> [Exercise prompt] Establish how many lines in the material include the string "apply" and report it as a lone number.

> [Supplied material]

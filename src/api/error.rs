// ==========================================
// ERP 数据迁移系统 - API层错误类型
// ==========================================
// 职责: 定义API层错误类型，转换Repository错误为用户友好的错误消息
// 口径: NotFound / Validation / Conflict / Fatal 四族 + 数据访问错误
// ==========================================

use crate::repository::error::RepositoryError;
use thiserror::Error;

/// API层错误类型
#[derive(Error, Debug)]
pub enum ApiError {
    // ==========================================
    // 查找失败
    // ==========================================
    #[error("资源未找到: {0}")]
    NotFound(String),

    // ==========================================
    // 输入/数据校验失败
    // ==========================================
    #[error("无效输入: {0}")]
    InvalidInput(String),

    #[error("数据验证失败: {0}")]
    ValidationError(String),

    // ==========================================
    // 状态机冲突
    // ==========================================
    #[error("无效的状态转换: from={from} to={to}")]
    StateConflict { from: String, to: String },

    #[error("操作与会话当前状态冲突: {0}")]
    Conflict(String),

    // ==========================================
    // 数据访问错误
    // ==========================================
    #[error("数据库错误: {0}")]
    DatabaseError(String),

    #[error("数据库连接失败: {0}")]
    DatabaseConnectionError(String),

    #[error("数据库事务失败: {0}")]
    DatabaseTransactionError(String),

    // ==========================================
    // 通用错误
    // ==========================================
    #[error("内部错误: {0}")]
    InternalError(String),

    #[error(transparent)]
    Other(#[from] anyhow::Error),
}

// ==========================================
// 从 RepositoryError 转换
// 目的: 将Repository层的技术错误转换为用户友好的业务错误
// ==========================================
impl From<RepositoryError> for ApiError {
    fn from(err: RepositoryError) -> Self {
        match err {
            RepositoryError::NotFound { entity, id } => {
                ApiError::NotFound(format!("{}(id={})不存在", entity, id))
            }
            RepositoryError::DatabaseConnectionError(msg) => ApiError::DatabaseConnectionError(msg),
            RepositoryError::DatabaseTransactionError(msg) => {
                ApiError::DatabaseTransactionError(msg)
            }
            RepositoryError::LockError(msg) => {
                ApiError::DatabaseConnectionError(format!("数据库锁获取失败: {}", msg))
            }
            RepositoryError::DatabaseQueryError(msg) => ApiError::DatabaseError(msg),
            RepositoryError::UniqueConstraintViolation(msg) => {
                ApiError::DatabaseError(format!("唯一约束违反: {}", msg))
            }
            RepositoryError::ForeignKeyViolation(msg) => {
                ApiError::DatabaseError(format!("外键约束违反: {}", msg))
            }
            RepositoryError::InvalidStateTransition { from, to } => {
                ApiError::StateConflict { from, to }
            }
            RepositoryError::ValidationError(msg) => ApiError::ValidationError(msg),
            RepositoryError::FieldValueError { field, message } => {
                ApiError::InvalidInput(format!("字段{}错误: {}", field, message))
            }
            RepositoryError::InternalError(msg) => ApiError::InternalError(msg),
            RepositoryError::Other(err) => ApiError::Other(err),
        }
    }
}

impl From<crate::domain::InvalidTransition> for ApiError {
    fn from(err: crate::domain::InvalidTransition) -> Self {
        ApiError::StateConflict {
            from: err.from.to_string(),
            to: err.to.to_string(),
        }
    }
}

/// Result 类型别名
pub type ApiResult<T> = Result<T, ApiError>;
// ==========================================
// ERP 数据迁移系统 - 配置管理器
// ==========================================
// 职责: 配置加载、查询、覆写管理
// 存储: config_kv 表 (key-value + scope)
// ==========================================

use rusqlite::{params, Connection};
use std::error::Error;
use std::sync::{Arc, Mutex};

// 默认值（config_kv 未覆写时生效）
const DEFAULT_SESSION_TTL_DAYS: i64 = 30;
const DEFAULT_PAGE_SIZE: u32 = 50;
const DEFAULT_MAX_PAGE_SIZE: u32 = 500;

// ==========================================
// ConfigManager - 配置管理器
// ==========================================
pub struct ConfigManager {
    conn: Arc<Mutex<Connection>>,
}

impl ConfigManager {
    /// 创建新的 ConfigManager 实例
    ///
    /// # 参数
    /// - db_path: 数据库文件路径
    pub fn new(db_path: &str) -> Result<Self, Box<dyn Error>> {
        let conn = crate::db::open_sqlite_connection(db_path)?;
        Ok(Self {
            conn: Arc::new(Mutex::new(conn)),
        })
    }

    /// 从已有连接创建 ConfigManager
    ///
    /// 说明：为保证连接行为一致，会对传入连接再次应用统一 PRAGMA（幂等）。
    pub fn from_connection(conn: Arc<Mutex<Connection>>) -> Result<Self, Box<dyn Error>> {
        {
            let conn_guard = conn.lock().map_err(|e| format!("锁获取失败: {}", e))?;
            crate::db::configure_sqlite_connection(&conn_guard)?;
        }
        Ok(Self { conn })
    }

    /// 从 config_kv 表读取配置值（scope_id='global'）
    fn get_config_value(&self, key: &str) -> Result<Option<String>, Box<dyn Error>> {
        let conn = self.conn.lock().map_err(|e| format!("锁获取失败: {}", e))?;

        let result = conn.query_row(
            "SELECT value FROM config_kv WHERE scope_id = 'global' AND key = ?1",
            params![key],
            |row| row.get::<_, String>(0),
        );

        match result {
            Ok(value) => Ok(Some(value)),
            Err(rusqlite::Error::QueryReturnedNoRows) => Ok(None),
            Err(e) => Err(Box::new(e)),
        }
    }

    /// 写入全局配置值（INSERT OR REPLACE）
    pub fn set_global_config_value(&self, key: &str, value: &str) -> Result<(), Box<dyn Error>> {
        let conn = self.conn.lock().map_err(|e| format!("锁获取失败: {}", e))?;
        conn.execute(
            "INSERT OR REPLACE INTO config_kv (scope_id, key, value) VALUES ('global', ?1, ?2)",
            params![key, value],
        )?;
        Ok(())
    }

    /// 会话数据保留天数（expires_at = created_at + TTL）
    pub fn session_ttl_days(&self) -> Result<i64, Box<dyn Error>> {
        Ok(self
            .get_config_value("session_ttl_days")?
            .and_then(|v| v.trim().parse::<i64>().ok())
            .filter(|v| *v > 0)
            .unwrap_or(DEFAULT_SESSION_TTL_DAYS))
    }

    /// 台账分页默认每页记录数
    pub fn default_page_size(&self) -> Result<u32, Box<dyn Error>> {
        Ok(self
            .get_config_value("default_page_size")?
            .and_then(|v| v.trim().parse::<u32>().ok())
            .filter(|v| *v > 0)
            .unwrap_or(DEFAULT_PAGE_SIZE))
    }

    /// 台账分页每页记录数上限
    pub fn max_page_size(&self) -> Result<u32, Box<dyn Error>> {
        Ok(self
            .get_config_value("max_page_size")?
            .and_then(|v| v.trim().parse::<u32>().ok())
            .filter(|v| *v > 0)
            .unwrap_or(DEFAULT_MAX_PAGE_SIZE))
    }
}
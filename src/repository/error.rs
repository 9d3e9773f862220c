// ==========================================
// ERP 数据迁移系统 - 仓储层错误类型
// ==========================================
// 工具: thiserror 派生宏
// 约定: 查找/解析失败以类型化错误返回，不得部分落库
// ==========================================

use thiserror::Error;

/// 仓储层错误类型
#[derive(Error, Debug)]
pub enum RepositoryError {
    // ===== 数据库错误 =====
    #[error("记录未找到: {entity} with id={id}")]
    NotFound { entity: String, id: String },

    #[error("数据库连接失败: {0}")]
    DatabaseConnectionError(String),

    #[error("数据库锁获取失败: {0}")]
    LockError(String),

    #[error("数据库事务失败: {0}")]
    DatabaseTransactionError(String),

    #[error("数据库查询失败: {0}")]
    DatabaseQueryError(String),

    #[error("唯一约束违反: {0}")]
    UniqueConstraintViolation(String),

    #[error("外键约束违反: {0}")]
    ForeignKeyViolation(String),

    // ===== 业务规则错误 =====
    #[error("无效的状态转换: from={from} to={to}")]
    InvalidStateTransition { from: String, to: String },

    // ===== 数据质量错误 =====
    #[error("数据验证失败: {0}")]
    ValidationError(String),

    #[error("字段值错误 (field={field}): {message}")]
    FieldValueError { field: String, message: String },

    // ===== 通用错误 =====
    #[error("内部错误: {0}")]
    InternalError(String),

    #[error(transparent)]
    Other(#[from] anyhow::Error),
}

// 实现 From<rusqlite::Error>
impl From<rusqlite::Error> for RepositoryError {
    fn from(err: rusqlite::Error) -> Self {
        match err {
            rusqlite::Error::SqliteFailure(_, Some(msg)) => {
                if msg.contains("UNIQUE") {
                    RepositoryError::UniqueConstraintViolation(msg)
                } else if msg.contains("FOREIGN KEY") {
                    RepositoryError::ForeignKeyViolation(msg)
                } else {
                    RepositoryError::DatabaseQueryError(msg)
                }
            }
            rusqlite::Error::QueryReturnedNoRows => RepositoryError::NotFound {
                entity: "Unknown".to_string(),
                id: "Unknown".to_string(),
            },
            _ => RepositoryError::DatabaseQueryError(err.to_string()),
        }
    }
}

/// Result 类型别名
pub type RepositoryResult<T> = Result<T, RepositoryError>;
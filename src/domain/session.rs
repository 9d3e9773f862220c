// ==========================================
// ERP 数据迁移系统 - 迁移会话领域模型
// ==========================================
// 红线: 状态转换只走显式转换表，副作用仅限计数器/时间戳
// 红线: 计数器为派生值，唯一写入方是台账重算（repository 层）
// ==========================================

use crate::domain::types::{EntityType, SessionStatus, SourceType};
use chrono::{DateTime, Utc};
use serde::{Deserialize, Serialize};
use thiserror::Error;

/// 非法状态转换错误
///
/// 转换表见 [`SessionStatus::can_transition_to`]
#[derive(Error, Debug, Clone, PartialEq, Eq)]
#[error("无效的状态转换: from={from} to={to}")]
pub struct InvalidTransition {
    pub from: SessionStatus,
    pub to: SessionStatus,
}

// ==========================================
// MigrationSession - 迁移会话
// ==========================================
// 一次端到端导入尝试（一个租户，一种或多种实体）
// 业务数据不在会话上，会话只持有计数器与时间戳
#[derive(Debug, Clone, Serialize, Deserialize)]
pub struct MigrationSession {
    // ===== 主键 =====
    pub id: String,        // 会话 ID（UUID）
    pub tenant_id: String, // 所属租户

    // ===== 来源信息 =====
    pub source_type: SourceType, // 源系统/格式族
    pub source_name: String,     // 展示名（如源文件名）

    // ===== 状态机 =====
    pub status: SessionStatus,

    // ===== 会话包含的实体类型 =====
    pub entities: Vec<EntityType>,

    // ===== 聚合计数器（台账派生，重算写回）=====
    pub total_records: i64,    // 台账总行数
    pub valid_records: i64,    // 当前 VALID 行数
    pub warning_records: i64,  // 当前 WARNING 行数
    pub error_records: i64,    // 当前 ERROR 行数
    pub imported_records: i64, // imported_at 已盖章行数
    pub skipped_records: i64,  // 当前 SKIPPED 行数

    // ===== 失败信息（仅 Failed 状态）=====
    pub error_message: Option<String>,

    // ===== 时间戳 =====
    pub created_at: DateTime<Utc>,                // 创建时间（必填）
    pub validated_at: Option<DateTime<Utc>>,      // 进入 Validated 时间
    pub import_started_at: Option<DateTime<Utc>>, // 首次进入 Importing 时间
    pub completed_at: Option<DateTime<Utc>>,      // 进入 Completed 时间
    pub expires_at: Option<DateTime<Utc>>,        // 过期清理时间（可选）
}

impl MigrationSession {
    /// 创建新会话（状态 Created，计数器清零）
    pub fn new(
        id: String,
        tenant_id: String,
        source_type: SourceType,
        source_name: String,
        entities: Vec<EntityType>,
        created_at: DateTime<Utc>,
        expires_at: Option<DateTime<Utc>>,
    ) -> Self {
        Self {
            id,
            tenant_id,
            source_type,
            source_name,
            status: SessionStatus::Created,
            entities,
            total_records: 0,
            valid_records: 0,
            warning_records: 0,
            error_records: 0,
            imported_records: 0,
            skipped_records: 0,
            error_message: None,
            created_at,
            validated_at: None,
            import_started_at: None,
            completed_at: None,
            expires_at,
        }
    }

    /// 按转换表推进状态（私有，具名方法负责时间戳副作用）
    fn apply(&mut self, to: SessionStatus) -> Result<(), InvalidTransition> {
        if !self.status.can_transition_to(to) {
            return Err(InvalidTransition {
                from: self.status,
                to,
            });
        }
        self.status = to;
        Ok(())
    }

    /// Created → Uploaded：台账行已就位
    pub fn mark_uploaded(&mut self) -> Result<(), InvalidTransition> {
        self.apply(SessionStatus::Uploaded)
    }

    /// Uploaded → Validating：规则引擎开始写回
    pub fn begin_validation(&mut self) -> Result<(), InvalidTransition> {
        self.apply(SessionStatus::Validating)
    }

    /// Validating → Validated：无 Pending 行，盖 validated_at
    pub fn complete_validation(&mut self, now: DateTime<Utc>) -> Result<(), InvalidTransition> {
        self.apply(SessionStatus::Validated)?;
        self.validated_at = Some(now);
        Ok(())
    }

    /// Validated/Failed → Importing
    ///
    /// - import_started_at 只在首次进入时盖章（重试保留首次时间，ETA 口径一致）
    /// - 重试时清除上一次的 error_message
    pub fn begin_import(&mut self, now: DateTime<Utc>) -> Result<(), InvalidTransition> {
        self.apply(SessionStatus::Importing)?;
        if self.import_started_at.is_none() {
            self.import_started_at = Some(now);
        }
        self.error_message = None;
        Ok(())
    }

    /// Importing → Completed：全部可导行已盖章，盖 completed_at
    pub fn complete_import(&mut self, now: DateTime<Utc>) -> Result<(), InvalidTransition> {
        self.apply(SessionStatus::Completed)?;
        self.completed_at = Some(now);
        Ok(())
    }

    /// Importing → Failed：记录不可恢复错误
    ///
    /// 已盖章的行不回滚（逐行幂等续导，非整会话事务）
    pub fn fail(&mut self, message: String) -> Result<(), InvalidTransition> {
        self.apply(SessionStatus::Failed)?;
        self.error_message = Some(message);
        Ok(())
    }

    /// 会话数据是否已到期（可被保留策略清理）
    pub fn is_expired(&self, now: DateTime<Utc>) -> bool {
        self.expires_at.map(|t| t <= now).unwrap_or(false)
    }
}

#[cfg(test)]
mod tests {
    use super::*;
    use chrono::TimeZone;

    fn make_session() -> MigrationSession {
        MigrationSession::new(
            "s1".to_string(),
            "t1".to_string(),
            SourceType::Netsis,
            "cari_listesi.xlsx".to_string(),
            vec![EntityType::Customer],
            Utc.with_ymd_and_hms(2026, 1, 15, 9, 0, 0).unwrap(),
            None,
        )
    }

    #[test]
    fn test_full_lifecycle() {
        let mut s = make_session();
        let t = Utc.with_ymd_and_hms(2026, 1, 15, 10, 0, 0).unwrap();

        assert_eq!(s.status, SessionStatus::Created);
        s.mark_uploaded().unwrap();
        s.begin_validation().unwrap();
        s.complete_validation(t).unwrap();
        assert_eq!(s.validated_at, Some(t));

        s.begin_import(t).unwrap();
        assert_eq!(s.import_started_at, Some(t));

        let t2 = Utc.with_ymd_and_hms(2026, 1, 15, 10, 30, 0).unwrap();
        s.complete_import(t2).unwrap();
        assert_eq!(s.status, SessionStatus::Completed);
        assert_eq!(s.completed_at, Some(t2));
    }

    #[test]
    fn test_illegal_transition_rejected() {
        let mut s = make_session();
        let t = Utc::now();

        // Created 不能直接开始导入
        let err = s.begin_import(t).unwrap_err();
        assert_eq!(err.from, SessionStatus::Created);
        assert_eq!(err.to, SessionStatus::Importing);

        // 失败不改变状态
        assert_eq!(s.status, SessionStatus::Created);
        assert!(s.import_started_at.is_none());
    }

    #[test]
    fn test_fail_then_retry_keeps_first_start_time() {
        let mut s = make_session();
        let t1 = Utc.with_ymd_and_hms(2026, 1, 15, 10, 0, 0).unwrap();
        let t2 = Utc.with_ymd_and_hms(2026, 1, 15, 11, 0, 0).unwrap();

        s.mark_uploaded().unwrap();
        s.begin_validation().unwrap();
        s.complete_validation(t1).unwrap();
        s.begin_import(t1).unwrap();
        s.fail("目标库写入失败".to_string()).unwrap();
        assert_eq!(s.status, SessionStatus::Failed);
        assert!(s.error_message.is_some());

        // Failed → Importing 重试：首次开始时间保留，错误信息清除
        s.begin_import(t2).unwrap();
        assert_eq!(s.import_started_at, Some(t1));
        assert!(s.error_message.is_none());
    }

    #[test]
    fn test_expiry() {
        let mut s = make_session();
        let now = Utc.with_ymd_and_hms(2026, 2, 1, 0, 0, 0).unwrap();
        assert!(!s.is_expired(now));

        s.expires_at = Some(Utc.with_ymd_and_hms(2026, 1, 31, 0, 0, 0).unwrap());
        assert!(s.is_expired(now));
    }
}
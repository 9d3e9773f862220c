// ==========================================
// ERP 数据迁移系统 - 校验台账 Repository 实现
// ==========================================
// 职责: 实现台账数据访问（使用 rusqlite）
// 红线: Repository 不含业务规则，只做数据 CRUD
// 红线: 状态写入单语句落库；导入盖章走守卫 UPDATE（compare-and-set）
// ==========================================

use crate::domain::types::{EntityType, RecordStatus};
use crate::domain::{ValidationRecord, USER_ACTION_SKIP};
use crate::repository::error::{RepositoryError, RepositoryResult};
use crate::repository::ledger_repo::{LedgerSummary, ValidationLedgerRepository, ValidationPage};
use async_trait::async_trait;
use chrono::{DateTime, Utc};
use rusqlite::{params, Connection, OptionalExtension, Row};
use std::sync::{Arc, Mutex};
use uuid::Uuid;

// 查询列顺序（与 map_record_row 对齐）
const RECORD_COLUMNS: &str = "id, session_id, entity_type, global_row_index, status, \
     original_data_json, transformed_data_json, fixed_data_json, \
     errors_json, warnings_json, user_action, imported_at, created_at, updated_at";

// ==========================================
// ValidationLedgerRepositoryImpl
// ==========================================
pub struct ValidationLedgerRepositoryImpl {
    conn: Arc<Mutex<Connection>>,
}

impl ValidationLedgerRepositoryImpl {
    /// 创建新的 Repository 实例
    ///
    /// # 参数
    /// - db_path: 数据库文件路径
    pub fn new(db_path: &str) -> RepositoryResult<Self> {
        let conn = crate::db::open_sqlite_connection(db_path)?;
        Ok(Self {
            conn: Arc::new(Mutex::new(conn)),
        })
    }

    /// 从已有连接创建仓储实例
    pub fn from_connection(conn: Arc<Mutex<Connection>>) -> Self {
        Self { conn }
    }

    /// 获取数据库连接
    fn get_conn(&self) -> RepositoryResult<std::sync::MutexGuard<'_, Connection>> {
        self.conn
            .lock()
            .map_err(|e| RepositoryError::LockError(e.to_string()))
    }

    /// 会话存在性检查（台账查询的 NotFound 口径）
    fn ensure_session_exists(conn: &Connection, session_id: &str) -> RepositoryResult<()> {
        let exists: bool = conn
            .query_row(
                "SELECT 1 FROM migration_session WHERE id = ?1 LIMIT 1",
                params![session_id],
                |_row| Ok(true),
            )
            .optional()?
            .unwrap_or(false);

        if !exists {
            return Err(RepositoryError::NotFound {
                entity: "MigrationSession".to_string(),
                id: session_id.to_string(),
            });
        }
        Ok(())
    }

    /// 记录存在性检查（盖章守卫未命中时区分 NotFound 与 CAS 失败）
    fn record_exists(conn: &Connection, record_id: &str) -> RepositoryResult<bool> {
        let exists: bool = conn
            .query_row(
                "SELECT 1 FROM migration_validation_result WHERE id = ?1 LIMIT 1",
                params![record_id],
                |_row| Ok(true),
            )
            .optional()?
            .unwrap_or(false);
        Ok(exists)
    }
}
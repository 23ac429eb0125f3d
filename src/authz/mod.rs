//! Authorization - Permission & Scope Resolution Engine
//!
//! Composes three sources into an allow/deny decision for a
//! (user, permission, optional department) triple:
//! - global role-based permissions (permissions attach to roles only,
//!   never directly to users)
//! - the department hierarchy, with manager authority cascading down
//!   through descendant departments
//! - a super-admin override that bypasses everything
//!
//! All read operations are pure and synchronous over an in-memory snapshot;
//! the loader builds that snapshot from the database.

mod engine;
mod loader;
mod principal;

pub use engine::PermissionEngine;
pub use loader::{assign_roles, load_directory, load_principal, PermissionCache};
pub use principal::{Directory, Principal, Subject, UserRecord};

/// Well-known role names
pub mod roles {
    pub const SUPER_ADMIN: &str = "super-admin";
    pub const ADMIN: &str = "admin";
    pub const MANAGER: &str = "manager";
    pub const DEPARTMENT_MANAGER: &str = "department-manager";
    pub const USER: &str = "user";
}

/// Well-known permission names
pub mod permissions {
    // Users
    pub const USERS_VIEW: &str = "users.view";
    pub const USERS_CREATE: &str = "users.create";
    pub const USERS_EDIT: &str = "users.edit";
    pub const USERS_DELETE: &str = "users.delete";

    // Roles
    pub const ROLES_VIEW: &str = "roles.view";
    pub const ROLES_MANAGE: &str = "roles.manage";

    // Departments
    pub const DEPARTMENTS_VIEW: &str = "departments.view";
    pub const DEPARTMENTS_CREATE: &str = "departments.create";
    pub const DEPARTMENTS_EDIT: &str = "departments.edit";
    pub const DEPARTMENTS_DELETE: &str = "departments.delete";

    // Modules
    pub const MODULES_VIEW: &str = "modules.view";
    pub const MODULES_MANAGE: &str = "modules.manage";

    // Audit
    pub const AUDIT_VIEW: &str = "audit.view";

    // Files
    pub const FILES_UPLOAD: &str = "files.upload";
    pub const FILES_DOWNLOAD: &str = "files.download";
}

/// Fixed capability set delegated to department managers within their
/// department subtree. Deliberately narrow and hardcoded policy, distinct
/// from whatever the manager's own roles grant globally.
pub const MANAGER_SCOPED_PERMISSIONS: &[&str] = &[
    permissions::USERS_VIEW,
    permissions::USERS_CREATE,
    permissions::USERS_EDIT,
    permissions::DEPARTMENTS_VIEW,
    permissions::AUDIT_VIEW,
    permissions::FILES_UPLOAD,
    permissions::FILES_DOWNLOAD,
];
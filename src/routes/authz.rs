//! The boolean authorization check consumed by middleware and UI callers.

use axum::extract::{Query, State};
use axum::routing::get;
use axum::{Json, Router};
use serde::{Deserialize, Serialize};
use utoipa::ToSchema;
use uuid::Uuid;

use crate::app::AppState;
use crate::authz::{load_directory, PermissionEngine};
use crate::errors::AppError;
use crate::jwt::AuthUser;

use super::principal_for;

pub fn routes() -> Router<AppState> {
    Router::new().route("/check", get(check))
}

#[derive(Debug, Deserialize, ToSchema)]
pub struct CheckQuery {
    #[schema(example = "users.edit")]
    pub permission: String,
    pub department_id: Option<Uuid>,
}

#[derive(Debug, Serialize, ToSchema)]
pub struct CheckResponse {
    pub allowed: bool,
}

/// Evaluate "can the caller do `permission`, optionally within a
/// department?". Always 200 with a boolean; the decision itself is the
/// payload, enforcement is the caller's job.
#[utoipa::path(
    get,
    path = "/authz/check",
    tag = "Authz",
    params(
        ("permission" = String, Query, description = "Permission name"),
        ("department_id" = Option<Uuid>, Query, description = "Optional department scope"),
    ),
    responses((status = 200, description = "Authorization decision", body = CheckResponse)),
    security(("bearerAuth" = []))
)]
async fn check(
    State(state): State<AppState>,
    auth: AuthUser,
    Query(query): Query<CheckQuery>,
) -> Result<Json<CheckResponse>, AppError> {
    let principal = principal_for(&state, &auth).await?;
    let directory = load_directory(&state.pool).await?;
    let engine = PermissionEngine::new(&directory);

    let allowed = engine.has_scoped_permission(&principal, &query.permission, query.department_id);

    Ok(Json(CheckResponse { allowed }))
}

> [Answer area] 7